La mujer autómata

 A la luz de los candelabros, su aspecto era inquietante. Miraba ante sí, a un punto indefinido de la estancia. Sus ojos, todavía inmóviles, parecían buscar algo invisible en el aire.

Su estatura era superior a la de un hombre corriente. Aparentaba unos cincuenta años. Vestía ropajes muy oscuros, de severa prestancia. En su porte altivo se adivinaba un carácter capaz de imponerse en cualquier circunstancia. Una ilimitada confianza en sí mismo estaba presente en su cara. Si se la observaba detenidamente podían advertirse el rictus despectivo de sus austeros labios y la sombría arruga horizontal que dividía su alta frente en dos mitades. Entonces quedaba de manifiesto su expresión malévola y algo amenazadora. La contemplación de su figura sobrecogía y atemorizaba. Los espejos que recubrían buena parte de las paredes del salón multiplicaban su enigmática estampa.

Hans Helvetius se aproximó despacio a él, como si temiera sacarlo demasiado bruscamente de la inmovilidad. Lo rodeó por detrás y se detuvo junto a su flanco derecho, a muy poca distancia. Luego, mientras manipulaba algo escondido bajo los faldones de su anticuada levita, parecía formularle una petición al oído. Más tarde, se alejó de la imponente figura y fue hacia una zona del salón que estaba invadida por las sombras.

A los pocos instantes, como un extraño muerto viviente, el tenebroso personaje inició sus movimientos.

Despertaron primero sus ojos. Los desplazó muy despacio a derecha e izquierda, escrutando los rincones de la sala. Luego, su cabeza también se movió para adquirir una visión más amplia de lo que lo rodeaba.

Pierre Grasset permanecía en pie, a pocos metros de la figura, en el lugar exacto que Helvetius le había indicado. Sintió un leve escalofrío al darse cuenta de que, poniendo fin a su búsqueda de los primeros momentos, El Gran Magnetizador lo estaba mirando fijamente, con ojos que derramaban clarividencia.

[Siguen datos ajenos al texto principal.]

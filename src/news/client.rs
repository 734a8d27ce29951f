use crate::config::{Config, NewsConfig};
use crate::news::api_types::parse_response;
use crate::news::error::FetchError;
use crate::news::types::{CategoryFilter, FetchPage, FetchRequest};
use color_eyre::{eyre::eyre, Result};
use std::time::Duration;
use tracing::{debug, info};
use url::Url;

/// NewsData API client
#[derive(Clone)]
pub struct NewsClient {
  http: reqwest::Client,
  endpoint: Url,
  country: String,
  language: Option<String>,
  api_key: Option<String>,
}

impl NewsClient {
  /// Create a client from the configuration.
  ///
  /// A missing API key is not an error here; requests made without one fail
  /// with a provider error, so sessions served from the cache still work.
  pub fn new(config: &Config, api_key: Option<String>) -> Result<Self> {
    let news: &NewsConfig = &config.news;

    let endpoint =
      Url::parse(&news.url).map_err(|e| eyre!("Invalid news API url {}: {}", news.url, e))?;

    let http = reqwest::Client::builder()
      .timeout(Duration::from_secs(news.timeout_secs))
      .user_agent(concat!("newsdeck/", env!("CARGO_PKG_VERSION")))
      .build()
      .map_err(|e| eyre!("Failed to create HTTP client: {}", e))?;

    Ok(Self {
      http,
      endpoint,
      country: news.country.clone(),
      language: news.language.clone(),
      api_key,
    })
  }

  /// Build the request URL for a fetch.
  ///
  /// A continuation token replaces every other filter.
  fn request_url(&self, api_key: &str, request: &FetchRequest) -> Url {
    let mut url = self.endpoint.clone();
    {
      let mut pairs = url.query_pairs_mut();
      pairs.append_pair("apikey", api_key);

      if let Some(token) = &request.page {
        pairs.append_pair("page", token);
      } else {
        pairs.append_pair("country", &self.country);
        if let Some(language) = &self.language {
          pairs.append_pair("language", language);
        }
        if let CategoryFilter::Only(category) = request.category {
          pairs.append_pair("category", category.as_str());
        }
      }
    }
    url
  }

  /// Fetch one page of articles
  pub async fn fetch(&self, request: &FetchRequest) -> Result<FetchPage, FetchError> {
    let api_key = self.api_key.as_deref().ok_or_else(|| {
      FetchError::Provider(
        "No API key configured. Set NEWSDECK_API_KEY or NEWSDATA_API_KEY.".to_string(),
      )
    })?;

    let url = self.request_url(api_key, request);
    debug!(
      "Fetching news: category={} page={:?}",
      request.category.label(),
      request.page
    );

    let response = self.http.get(url).send().await?;
    let status = response.status().as_u16();
    let body = response.text().await?;

    let page = parse_response(status, &body)?;
    info!(
      "Fetched {} articles (category={}, more={})",
      page.articles.len(),
      request.category.label(),
      page.next_page.is_some()
    );
    Ok(page)
  }
}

Y mayor fue aún su emoción cuando ocurrió lo inesperado. La figura, sin dejar de clavarle sus ojos fríos y llenos de poder, empezó a andar hacia él. Grasset, de modo instintivo, buscó a Helvetius con la mirada. No lo vio: lo protegían las tinieblas de un ángulo del salón.

Los pasos de El Gran Magnetizador eran precisos y naturales, sin rigidez anormal alguna. No se advertía en él ni la menor indecisión, ni el más leve tambaleo. El embaldosado parecía deslizarse a cada paso bajo sus pies, acortando la distancia que lo separaba del atónito Grasset.

—¡No se aparte, siga donde está! —le ordenó Helvetius al visitante.

La voz interrumpió el movimiento que Grasset había iniciado al ver que la figura seguía avanzando en línea recta hacia él. Tenía la sensación de que se le iba a venir encima con perversa obstinación.

Sin embargo, cuando poco más de un metro los separaba, El Gran Magnetizador se detuvo suavemente. El brazo izquierdo quedó inerte mientras introducía la mano derecha en un bolsillo lateral de la levita. De allí extrajo un péndulo metálico, brillante; lo llevó ante los ojos de Grasset y lo empezó a balancear rítmicamente.

El Gran Magnetizador, con los ojos quietos, miraba al visitante a través del péndulo, como si empujara el instrumento hacia las pupilas de Grasset, que tenía el corazón acelerado.

El efecto adormecedor comenzaba a notarse en los párpados del visitante. La sugestión se producía con insidiosa eficacia. Grasset tuvo miedo. Rompió a hablar para alejarlo:

—Verdaderamente, maestro Helvetius, es una figura logradísima, soberbia. El autómata más fabuloso que nunca se haya visto. No esperaba que echara a andar: todo un impacto. Y el truco del péndulo: definitivo, un acierto total. Creo que, si sigo aquí, acabará por hipnotizarme de verdad. Con su permiso, voy a hacerme a un lado.

Lo hizo apresuradamente, sin esperar el consentimiento de Helvetius. El autómata siguió moviendo el péndulo con una oscura expresión de triunfo en la cara.